HOW TO COMPLETE THIS TASK – Make an exact copy of the lines starting at the top of the listing below and ending at the line that contains "async fn fetch_sends_browser_profile_and_returns_body()", inclusive.

PROVIDED INFORMATION –
···

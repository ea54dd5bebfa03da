//! Integration tests for `BrowserClient` using wiremock HTTP mocks.

use pricewatch_scraper::{BrowserClient, PageFetcher, ScrapeError};
use wiremock::matchers::{header, method, path};
use wiremock::{Mock, MockServer, ResponseTemplate};

const UA: &str = "Mozilla/5.0 (test) Chrome/120.0.0.0 Safari/537.36";

fn test_client(max_retries: u32) -> BrowserClient {
    BrowserClient::new(5, UA, max_retries, 1).expect("client construction should not fail")
}

#[tokio::test]
async fn fetch_sends_browser_profile_and_returns_body() {
    let server = MockServer::start().await;

    Mock::given(method("GET"))
        .and(path("/t/shoe"))
        .and(header("user-agent", UA))
        .and(header("accept-language", "en-US,en;q=0.9"))
        .and(header("sec-fetch-mode", "navigate"))
        .and(header("sec-ch-ua-platform", r#""macOS""#))
        .and(header("dnt", "1"))
        .respond_with(ResponseTemplate::new(200).set_body_string("<html>ok</html>"))
        .expect(1)
        .mount(&server)
        .await;

    let body = test_client(0)
        .fetch(&format!("{}/t/shoe", server.uri()))
        .await
        .expect("fetch should succeed");

    assert_eq!(body, "<html>ok</html>");
}

#[tokio::test]
async fn not_found_is_unexpected_status_without_retry() {
    let server = MockServer::start().await;

    Mock::given(method("GET"))
        .respond_with(ResponseTemplate::new(404))
        .expect(1)
        .mount(&server)
        .await;

    let err = test_client(2)
        .fetch(&format!("{}/gone", server.uri()))
        .await
        .unwrap_err();

    assert!(
        matches!(err, ScrapeError::UnexpectedStatus { status: 404, .. }),
        "got: {err:?}"
    );
    assert!(err.is_fetch_error());
}

#[tokio::test]
async fn server_error_is_retried_until_success() {
    let server = MockServer::start().await;

    Mock::given(method("GET"))
        .respond_with(ResponseTemplate::new(503))
        .up_to_n_times(2)
        .expect(2)
        .mount(&server)
        .await;
    Mock::given(method("GET"))
        .respond_with(ResponseTemplate::new(200).set_body_string("recovered"))
        .expect(1)
        .mount(&server)
        .await;

    let body = test_client(2)
        .fetch(&format!("{}/flaky", server.uri()))
        .await
        .expect("third attempt should succeed");

    assert_eq!(body, "recovered");
}

#[tokio::test]
async fn retries_are_bounded() {
    let server = MockServer::start().await;

    Mock::given(method("GET"))
        .respond_with(ResponseTemplate::new(500))
        .expect(2)
        .mount(&server)
        .await;

    let err = test_client(1)
        .fetch(&format!("{}/down", server.uri()))
        .await
        .unwrap_err();

    assert!(matches!(err, ScrapeError::UnexpectedStatus { status: 500, .. }));
}

#[tokio::test]
async fn too_many_requests_reports_retry_after() {
    let server = MockServer::start().await;

    Mock::given(method("GET"))
        .respond_with(ResponseTemplate::new(429).insert_header("retry-after", "7"))
        .mount(&server)
        .await;

    let err = test_client(0)
        .fetch(&format!("{}/busy", server.uri()))
        .await
        .unwrap_err();

    assert!(
        matches!(
            err,
            ScrapeError::RateLimited {
                retry_after_secs: 7,
                ..
            }
        ),
        "got: {err:?}"
    );
}
use pricewatch_core::{PriceRecord, ProductStore, StoreError, TrackedProduct};
use sqlx::PgPool;

use crate::{price_history, products, DbError};

impl From<DbError> for StoreError {
    fn from(err: DbError) -> Self {
        match err {
            DbError::UnknownProduct { url } => StoreError::UnknownProduct { url },
            other => StoreError::Backend(Box::new(other)),
        }
    }
}

/// [`ProductStore`] backed by the Postgres pool. Cheap to clone.
#[derive(Debug, Clone)]
pub struct PgProductStore {
    pool: PgPool,
}

impl PgProductStore {
    #[must_use]
    pub fn new(pool: PgPool) -> Self {
        Self { pool }
    }
}

impl ProductStore for PgProductStore {
    async fn load_active_products(&self) -> Result<Vec<TrackedProduct>, StoreError> {
        let rows = products::load_active_products(&self.pool).await?;
        Ok(rows
            .into_iter()
            .map(|row| TrackedProduct { url: row.url })
            .collect())
    }

    async fn append_price_record(&self, record: &PriceRecord) -> Result<(), StoreError> {
        price_history::append_price_record(&self.pool, record).await?;
        Ok(())
    }

    async fn register_product(&self, url: &str) -> Result<(), StoreError> {
        products::register_product(&self.pool, url).await?;
        Ok(())
    }
}
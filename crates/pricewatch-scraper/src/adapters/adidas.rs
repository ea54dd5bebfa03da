//! adidas product pages.
//!
//! The hero image has no stable marker of its own; the first `<img>` inside
//! the gallery container is the primary shot.

use super::SiteSelectors;

pub const SELECTORS: SiteSelectors = SiteSelectors {
    source_key: "adidas",
    title: r#"h1[data-testid="product-title"]"#,
    price: r#"div[data-testid="main-price"]"#,
    sold_out: r#"section[data-testid="sold-out-signup"]"#,
    image: "div#navigation-target-gallery img",
    image_attr: "src",
    additional: &[("sold_out_text", r#"section[data-testid="sold-out-signup"]"#)],
};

···

REPLY TO THE TASK –
repository ea54dd5bebfa03da
//! Integration tests for `BrowserClient` using wiremock HTTP mocks.

use pricewatch_scraper::{BrowserClient, PageFetcher, ScrapeError};
use wiremock::matchers::{header, method, path};
use wiremock::{Mock, MockServer, ResponseTemplate};

const UA: &str = "Mozilla/5.0 (test) Chrome/120.0.0.0 Safari/537.36";

fn test_client(max_retries: u32) -> BrowserClient {
    BrowserClient::new(5, UA, max_retries, 1).expect("client construction should not fail")
}

#[tokio::test]
async fn fetch_sends_browser_profile_and_returns_body() {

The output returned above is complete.